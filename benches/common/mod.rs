//! Shared data generators and constants for the benchmarks
#![allow(dead_code)]
use rand::distributions::Alphanumeric;
use rand::{thread_rng, Rng};

// DATA GENERATORS

/// Generate random alphanumeric string of specified length
#[inline]
pub fn random_string(len: usize) -> String {
    thread_rng()
        .sample_iter(&Alphanumeric)
        .take(len)
        .map(char::from)
        .collect()
}

/// Generate batch of random strings with specified length
pub fn generate_strings(count: usize, len: usize) -> Vec<String> {
    (0..count).map(|_| random_string(len)).collect()
}

/// Generate random u64 keys, returned as their big-endian bytes
pub fn generate_u64_keys(count: usize) -> Vec<[u8; 8]> {
    let mut rng = thread_rng();
    (0..count).map(|_| rng.gen::<u64>().to_be_bytes()).collect()
}

// CONSTANTS

/// Filter capacities
pub const SIZES: &[usize] = &[1_000, 10_000, 100_000, 1_000_000];

/// Target false positive rates
pub const FP_RATES: &[f64] = &[0.1, 0.01, 0.001, 0.0001];

/// Element lengths in bytes
pub const ITEM_LENGTHS: &[usize] = &[8, 32, 256];
//! Request and Response Models
//!
//! Data structures for API request and response payloads with validation.

use chrono::{DateTime, Utc};
use serde::{Deserialize, Serialize};
use validator::{Validate, ValidationError};

use crate::models::{BulkUpdate, Role, UserId, UserRecord};
use crate::utils::validation::{email_validator, url_validator, username_validator};

/// Request payload for creating a new user account
#[derive(Debug, Clone, Deserialize, Validate)]
pub struct CreateUserRequest {
    /// User's email address (must be unique and valid format)
    #[validate(custom(function = "email_validator"))]
    pub email: String,

    /// User's login name (must be unique, 3-32 characters)
    #[validate(custom(function = "username_validator"))]
    pub username: String,

    /// User's password (8-128 characters with strength requirements)
    #[validate(length(
        min = 8,
        max = 128,
        message = "Password must be between 8 and 128 characters"
    ))]
    #[validate(custom(function = "validate_password_strength"))]
    pub password: String,

    /// Role for the new account
    pub role: Role,

    /// Coach to link the new user to (clients only)
    pub coach_id: Option<UserId>,

    /// Department the new user belongs to
    pub department_id: Option<UserId>,

    /// Initial biography text for the user's profile
    #[validate(length(max = 1000, message = "Bio must be at most 1000 characters"))]
    pub bio: Option<String>,

    /// Optional URL to the user's avatar image
    #[validate(custom(function = "url_validator"))]
    pub avatar_url: Option<String>,
}

/// Request payload for updating a user's profile
///
/// Email, username and role are accepted and checked for uniqueness, but the
/// update itself only writes the profile fields.
#[derive(Debug, Deserialize, Validate, Clone)]
pub struct UpdateUserRequest {
    /// Updated email address (must be unique if changed)
    #[validate(custom(function = "email_validator"))]
    pub email: Option<String>,

    /// Updated login name (must be unique if changed)
    #[validate(custom(function = "username_validator"))]
    pub username: Option<String>,

    /// Updated role for the account
    pub role: Option<Role>,

    /// Updated biography text (None means preserve current value)
    #[validate(length(max = 1000, message = "Bio must be at most 1000 characters"))]
    pub bio: Option<String>,

    /// Updated avatar URL (None means preserve current value)
    #[validate(custom(function = "url_validator"))]
    pub avatar_url: Option<String>,
}

/// Filter applied when listing users
#[derive(Debug, Clone, Default, Deserialize)]
pub struct UserQueryFilter {
    /// Restrict results to a single role, matched case-insensitively
    pub role: Option<String>,
}

/// Sorting and pagination options for user listings
#[derive(Debug, Clone, Default, Deserialize)]
pub struct QueryOptions {
    /// Sort option in `field:direction` form, e.g. `created_at:desc`
    pub sort_by: Option<String>,

    /// Maximum number of results per page; omit to return everything
    pub limit: Option<u32>,

    /// Page number, starting at 1; only applied together with `limit`
    pub page: Option<u32>,
}

/// Query-string parameters accepted by the user listing endpoint
#[derive(Debug, Clone, Default, Deserialize)]
pub struct ListUsersParams {
    /// Role filter, matched case-insensitively
    pub role: Option<String>,

    /// Sort option in `field:direction` form
    pub sort_by: Option<String>,

    /// Page size; omit to return everything
    pub limit: Option<u32>,

    /// Page number, starting at 1
    pub page: Option<u32>,
}

impl ListUsersParams {
    /// Splits the raw parameters into a filter and query options
    pub fn into_parts(self) -> (UserQueryFilter, QueryOptions) {
        (
            UserQueryFilter { role: self.role },
            QueryOptions {
                sort_by: self.sort_by,
                limit: self.limit,
                page: self.page,
            },
        )
    }
}

/// One or more client ids accepted wherever a client list is expected
#[derive(Debug, Clone, Deserialize)]
#[serde(untagged)]
pub enum ClientIds {
    /// A single client id
    One(UserId),
    /// A list of client ids
    Many(Vec<UserId>),
}

impl ClientIds {
    /// Normalizes the payload into a list of ids
    pub fn into_vec(self) -> Vec<UserId> {
        match self {
            ClientIds::One(id) => vec![id],
            ClientIds::Many(ids) => ids,
        }
    }
}

/// Request payload for assigning clients to a coach
#[derive(Debug, Clone, Deserialize)]
pub struct AssignClientsRequest {
    /// Coach receiving the clients
    pub coach_id: UserId,

    /// Client id or list of client ids to assign
    pub client_id: ClientIds,
}

/// Result of a client assignment
#[derive(Debug, Clone, Serialize)]
pub struct ClientAssignment {
    /// The coach as loaded before the assignment, with their client list
    pub coach: UserRecord,

    /// Number of client rows that were re-linked
    pub clients: BulkUpdate,
}

/// Response for health check
#[derive(Debug, Serialize)]
pub struct HealthCheckResponse {
    pub status: String,
    pub timestamp: DateTime<Utc>,
    pub version: String,
}

/// Validates password strength according to security requirements
fn validate_password_strength(password: &str) -> Result<(), ValidationError> {
    // Check for at least one lowercase letter
    if !password.chars().any(|c| c.is_lowercase()) {
        return Err(ValidationError::new(
            "Password must contain at least one lowercase letter",
        ));
    }

    // Check for at least one uppercase letter
    if !password.chars().any(|c| c.is_uppercase()) {
        return Err(ValidationError::new(
            "Password must contain at least one uppercase letter",
        ));
    }

    // Check for at least one digit
    if !password.chars().any(|c| c.is_numeric()) {
        return Err(ValidationError::new(
            "Password must contain at least one digit",
        ));
    }

    // Check for at least one special character
    if !password.chars().any(|c| !c.is_alphanumeric()) {
        return Err(ValidationError::new(
            "Password must contain at least one special character",
        ));
    }

    Ok(())
}

#[cfg(test)]
mod tests {
    use super::*;

    fn valid_create_request() -> CreateUserRequest {
        CreateUserRequest {
            email: "john@example.com".to_string(),
            username: "john_doe".to_string(),
            password: "SecurePass123!".to_string(),
            role: Role::Client,
            coach_id: None,
            department_id: None,
            bio: None,
            avatar_url: None,
        }
    }

    #[test]
    fn test_password_strength_validation() {
        // Valid password
        assert!(validate_password_strength("SecurePass123!").is_ok());

        // Missing lowercase
        assert!(validate_password_strength("SECUREPASS123!").is_err());

        // Missing uppercase
        assert!(validate_password_strength("securepass123!").is_err());

        // Missing digit
        assert!(validate_password_strength("SecurePass!").is_err());

        // Missing special character
        assert!(validate_password_strength("SecurePass123").is_err());
    }

    #[test]
    fn test_create_user_request_validation() {
        let request = valid_create_request();
        assert!(request.validate().is_ok());

        let mut invalid_email = valid_create_request();
        invalid_email.email = "not-an-email".to_string();
        assert!(invalid_email.validate().is_err());

        let mut short_username = valid_create_request();
        short_username.username = "ab".to_string();
        assert!(short_username.validate().is_err());
    }

    #[test]
    fn test_create_user_request_deserializes_role() {
        let request: CreateUserRequest = serde_json::from_value(serde_json::json!({
            "email": "coach@example.com",
            "username": "head_coach",
            "password": "SecurePass123!",
            "role": "COACH"
        }))
        .unwrap();

        assert_eq!(request.role, Role::Coach);
        assert!(request.coach_id.is_none());
    }

    #[test]
    fn test_update_user_request_allows_partial_payload() {
        let request = UpdateUserRequest {
            email: None,
            username: None,
            role: None,
            bio: Some("Climber and coffee enthusiast".to_string()),
            avatar_url: None,
        };

        assert!(request.validate().is_ok());
    }

    #[test]
    fn test_assign_clients_request_accepts_single_id() {
        let request: AssignClientsRequest = serde_json::from_value(serde_json::json!({
            "coach_id": 1,
            "client_id": 42
        }))
        .unwrap();

        assert_eq!(request.client_id.into_vec(), vec![42]);
    }

    #[test]
    fn test_assign_clients_request_accepts_id_list() {
        let request: AssignClientsRequest = serde_json::from_value(serde_json::json!({
            "coach_id": 1,
            "client_id": [42, 43, 44]
        }))
        .unwrap();

        assert_eq!(request.client_id.into_vec(), vec![42, 43, 44]);
    }

    #[test]
    fn test_list_users_params_split() {
        let params = ListUsersParams {
            role: Some("COACH".to_string()),
            sort_by: Some("email:desc".to_string()),
            limit: Some(10),
            page: Some(2),
        };

        let (filter, options) = params.into_parts();
        assert_eq!(filter.role.as_deref(), Some("COACH"));
        assert_eq!(options.sort_by.as_deref(), Some("email:desc"));
        assert_eq!(options.limit, Some(10));
        assert_eq!(options.page, Some(2));
    }
}
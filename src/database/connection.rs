//! Database Connection Management
//!
//! Utilities for managing PostgreSQL connections with SQLx.

use sqlx::PgPool;
use std::time::Duration;

/// Database connection pool type alias for convenience
pub type DatabasePool = PgPool;

/// Database configuration for connection setup
#[derive(Debug, Clone)]
pub struct DatabaseConfig {
    pub url: String,
    pub max_connections: u32,
    pub min_connections: u32,
    pub connect_timeout: Duration,
    pub idle_timeout: Duration,
    pub max_lifetime: Duration,
}

impl Default for DatabaseConfig {
    fn default() -> Self {
        Self {
            url: "postgresql://localhost/user_directory".to_string(),
            max_connections: 20,
            min_connections: 1,
            connect_timeout: Duration::from_secs(30),
            idle_timeout: Duration::from_secs(600),
            max_lifetime: Duration::from_secs(3600),
        }
    }
}

impl DatabaseConfig {
    /// Create database configuration from environment variables
    pub fn from_env() -> Result<Self, std::env::VarError> {
        let url = std::env::var("DATABASE_URL")?;

        let max_connections = std::env::var("DB_MAX_CONNECTIONS")
            .ok()
            .and_then(|s| s.parse().ok())
            .unwrap_or(20);

        let min_connections = std::env::var("DB_MIN_CONNECTIONS")
            .ok()
            .and_then(|s| s.parse().ok())
            .unwrap_or(1);

        let connect_timeout_secs = std::env::var("DB_CONNECT_TIMEOUT")
            .ok()
            .and_then(|s| s.parse().ok())
            .unwrap_or(30);

        let idle_timeout_secs = std::env::var("DB_IDLE_TIMEOUT")
            .ok()
            .and_then(|s| s.parse().ok())
            .unwrap_or(600);

        let max_lifetime_secs = std::env::var("DB_MAX_LIFETIME")
            .ok()
            .and_then(|s| s.parse().ok())
            .unwrap_or(3600);

        Ok(Self {
            url,
            max_connections,
            min_connections,
            connect_timeout: Duration::from_secs(connect_timeout_secs),
            idle_timeout: Duration::from_secs(idle_timeout_secs),
            max_lifetime: Duration::from_secs(max_lifetime_secs),
        })
    }

    /// Create a database connection pool from this configuration
    pub async fn create_pool(&self) -> Result<PgPool, sqlx::Error> {
        sqlx::postgres::PgPoolOptions::new()
            .max_connections(self.max_connections)
            .min_connections(self.min_connections)
            .acquire_timeout(self.connect_timeout)
            .idle_timeout(self.idle_timeout)
            .max_lifetime(self.max_lifetime)
            .connect(&self.url)
            .await
    }
}

/// Apply embedded schema migrations to the connected database
pub async fn run_migrations(pool: &PgPool) -> Result<(), sqlx::migrate::MigrateError> {
    sqlx::migrate!("./migrations").run(pool).await
}

/// Simple pagination helper for database queries
#[derive(Debug, Clone, Copy)]
pub struct Pagination {
    pub limit: i64,
    pub offset: i64,
}

impl Pagination {
    pub fn new(page: u32, per_page: u32) -> Self {
        let per_page = per_page.clamp(1, 100) as i64;
        let page = page.max(1) as i64;
        let offset = (page - 1) * per_page;

        Self {
            limit: per_page,
            offset,
        }
    }
}

#[cfg(test)]
mod tests {
    use super::*;

    #[test]
    fn test_pagination_creation() {
        let pagination = Pagination::new(1, 10);
        assert_eq!(pagination.limit, 10);
        assert_eq!(pagination.offset, 0);

        let pagination = Pagination::new(2, 20);
        assert_eq!(pagination.limit, 20);
        assert_eq!(pagination.offset, 20);
    }

    #[test]
    fn test_pagination_clamping() {
        let pagination = Pagination::new(1, 200); // Should clamp to 100
        assert_eq!(pagination.limit, 100);

        let pagination = Pagination::new(0, 10); // Should default to page 1
        assert_eq!(pagination.offset, 0);
    }

    #[test]
    fn test_database_config_default() {
        let config = DatabaseConfig::default();
        assert_eq!(config.max_connections, 20);
        assert_eq!(config.min_connections, 1);
        assert_eq!(config.connect_timeout, Duration::from_secs(30));
    }
}
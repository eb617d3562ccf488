//! Database Module
//!
//! Database connection management and utilities for the user directory.

pub mod connection;

// Re-export commonly used types
pub use connection::{run_migrations, DatabaseConfig, DatabasePool, Pagination};
//! HTTP Request Handlers
//!
//! Axum handlers for processing HTTP requests and responses.

use std::sync::Arc;

use axum::{
    extract::{Path, Query, State},
    Json,
};
use chrono::Utc;
use validator::Validate;

use crate::{
    models::requests::*,
    models::user::{ProfileWithUser, UserRecord},
    service::UserDirectory,
    utils::error::{AppError, AppResult},
    utils::validation::{messages, parse_user_id},
    VERSION,
};

/// Application state shared across handlers
#[derive(Clone)]
pub struct AppState {
    pub directory: Arc<UserDirectory>,
}

/// Standard success response wrapper
#[derive(serde::Serialize)]
pub struct SuccessResponse<T> {
    pub success: bool,
    pub data: T,
}

impl<T> SuccessResponse<T> {
    pub fn new(data: T) -> Self {
        Self {
            success: true,
            data,
        }
    }
}

/// Create a new user
pub async fn create_user(
    State(state): State<AppState>,
    Json(request): Json<CreateUserRequest>,
) -> AppResult<Json<SuccessResponse<UserRecord>>> {
    // Validate request
    request
        .validate()
        .map_err(|e| AppError::Validation(format!("Invalid user data: {}", e)))?;

    let record = state.directory.create_user(request).await?;

    Ok(Json(SuccessResponse::new(record)))
}

/// List users with optional role filter, sorting and pagination
pub async fn list_users(
    State(state): State<AppState>,
    Query(params): Query<ListUsersParams>,
) -> AppResult<Json<SuccessResponse<Vec<UserRecord>>>> {
    let (filter, options) = params.into_parts();
    let records = state.directory.query_users(filter, options).await?;

    Ok(Json(SuccessResponse::new(records)))
}

/// Get user by ID
pub async fn get_user(
    State(state): State<AppState>,
    Path(user_id): Path<String>,
) -> AppResult<Json<SuccessResponse<UserRecord>>> {
    // Path ids are parsed strictly so junk input maps to 400, not 404
    let user_id = parse_user_id(&user_id)
        .map_err(|_| AppError::Validation(messages::INVALID_USER_ID.to_string()))?;

    let record = state
        .directory
        .get_user_by_id(user_id)
        .await?
        .ok_or_else(|| AppError::NotFound("User not found".to_string()))?;

    Ok(Json(SuccessResponse::new(record)))
}

/// Get user by email address
pub async fn get_user_by_email(
    State(state): State<AppState>,
    Path(email): Path<String>,
) -> AppResult<Json<SuccessResponse<UserRecord>>> {
    let record = state
        .directory
        .get_user_by_email(&email)
        .await?
        .ok_or_else(|| AppError::NotFound("User not found".to_string()))?;

    Ok(Json(SuccessResponse::new(record)))
}

/// Update user profile
pub async fn update_user(
    State(state): State<AppState>,
    Path(user_id): Path<String>,
    Json(request): Json<UpdateUserRequest>,
) -> AppResult<Json<SuccessResponse<ProfileWithUser>>> {
    let user_id = parse_user_id(&user_id)
        .map_err(|_| AppError::Validation(messages::INVALID_USER_ID.to_string()))?;

    // Validate request
    request
        .validate()
        .map_err(|e| AppError::Validation(format!("Invalid update data: {}", e)))?;

    let updated = state.directory.update_user_by_id(user_id, request).await?;

    Ok(Json(SuccessResponse::new(updated)))
}

/// Delete a user by ID
pub async fn delete_user(
    State(state): State<AppState>,
    Path(user_id): Path<String>,
) -> AppResult<Json<SuccessResponse<UserRecord>>> {
    let user_id = parse_user_id(&user_id)
        .map_err(|_| AppError::Validation(messages::INVALID_USER_ID.to_string()))?;

    let removed = state.directory.delete_user_by_id(user_id).await?;

    Ok(Json(SuccessResponse::new(removed)))
}

/// Assign one or more clients to a coach
pub async fn assign_clients(
    State(state): State<AppState>,
    Json(request): Json<AssignClientsRequest>,
) -> AppResult<Json<SuccessResponse<ClientAssignment>>> {
    let assignment = state.directory.assign_clients(request).await?;

    Ok(Json(SuccessResponse::new(assignment)))
}

/// Health check endpoint
pub async fn health_check(
    State(state): State<AppState>,
) -> AppResult<Json<SuccessResponse<HealthCheckResponse>>> {
    // Check storage connectivity
    state.directory.health_check().await?;

    let response = HealthCheckResponse {
        status: "healthy".to_string(),
        timestamp: Utc::now(),
        version: VERSION.to_string(),
    };

    Ok(Json(SuccessResponse::new(response)))
}

#[cfg(test)]
mod tests {
    use super::*;
    use crate::models::user::Role;
    use crate::store::MemoryStore;

    fn test_state() -> AppState {
        let store = Arc::new(MemoryStore::new());
        AppState {
            directory: Arc::new(UserDirectory::with_bcrypt_cost(store, 4)),
        }
    }

    fn new_user_request(email: &str, username: &str) -> CreateUserRequest {
        CreateUserRequest {
            email: email.to_string(),
            username: username.to_string(),
            password: "SecurePass123!".to_string(),
            role: Role::Client,
            coach_id: None,
            department_id: None,
            bio: None,
            avatar_url: None,
        }
    }

    #[test]
    fn test_success_response_creation() {
        let response = SuccessResponse::new("test data");
        assert!(response.success);
        assert_eq!(response.data, "test data");
    }

    #[tokio::test]
    async fn test_health_check_handler() {
        let state = test_state();

        let Json(body) = health_check(State(state)).await.unwrap();

        assert!(body.success);
        assert_eq!(body.data.status, "healthy");
        assert_eq!(body.data.version, VERSION);
    }

    #[tokio::test]
    async fn test_create_then_get_user_handler() {
        let state = test_state();

        let Json(created) = create_user(
            State(state.clone()),
            Json(new_user_request("john@example.com", "john_doe")),
        )
        .await
        .unwrap();

        let Json(fetched) = get_user(State(state), Path(created.data.user.id.to_string()))
            .await
            .unwrap();

        assert_eq!(fetched.data.user.email, "john@example.com");
        assert_eq!(fetched.data.user.username, "john_doe");
    }

    #[tokio::test]
    async fn test_get_user_rejects_non_numeric_id() {
        let state = test_state();

        let result = get_user(State(state), Path("not-a-number".to_string())).await;

        assert!(matches!(result, Err(AppError::Validation(_))));
    }

    #[tokio::test]
    async fn test_get_user_absent_is_not_found() {
        let state = test_state();

        let result = get_user(State(state), Path("4242".to_string())).await;

        assert!(matches!(result, Err(AppError::NotFound(_))));
    }

    #[tokio::test]
    async fn test_list_users_handler_filters_by_role() {
        let state = test_state();
        create_user(
            State(state.clone()),
            Json(CreateUserRequest {
                role: Role::Coach,
                ..new_user_request("coach@example.com", "head_coach")
            }),
        )
        .await
        .unwrap();
        create_user(
            State(state.clone()),
            Json(new_user_request("client@example.com", "the_client")),
        )
        .await
        .unwrap();

        let params = ListUsersParams {
            role: Some("coach".to_string()),
            ..Default::default()
        };
        let Json(body) = list_users(State(state), Query(params)).await.unwrap();

        assert_eq!(body.data.len(), 1);
        assert_eq!(body.data[0].user.role, Role::Coach);
    }

    #[tokio::test]
    async fn test_update_user_handler_rejects_invalid_payload() {
        let state = test_state();
        let Json(created) = create_user(
            State(state.clone()),
            Json(new_user_request("john@example.com", "john_doe")),
        )
        .await
        .unwrap();

        let request = UpdateUserRequest {
            email: Some("not-an-email".to_string()),
            username: None,
            role: None,
            bio: None,
            avatar_url: None,
        };
        let result = update_user(
            State(state),
            Path(created.data.user.id.to_string()),
            Json(request),
        )
        .await;

        assert!(matches!(result, Err(AppError::Validation(_))));
    }

    #[tokio::test]
    async fn test_delete_user_handler_removes_the_row() {
        let state = test_state();
        let Json(created) = create_user(
            State(state.clone()),
            Json(new_user_request("john@example.com", "john_doe")),
        )
        .await
        .unwrap();
        let id = created.data.user.id;

        let Json(removed) = delete_user(State(state.clone()), Path(id.to_string()))
            .await
            .unwrap();
        assert_eq!(removed.data.user.id, id);

        let result = get_user(State(state), Path(id.to_string())).await;
        assert!(matches!(result, Err(AppError::NotFound(_))));
    }
}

> **What the task asks**
Count the lines of the data above where the string "filename" shows up; reply with the number only.

> **Solution to this problem**
2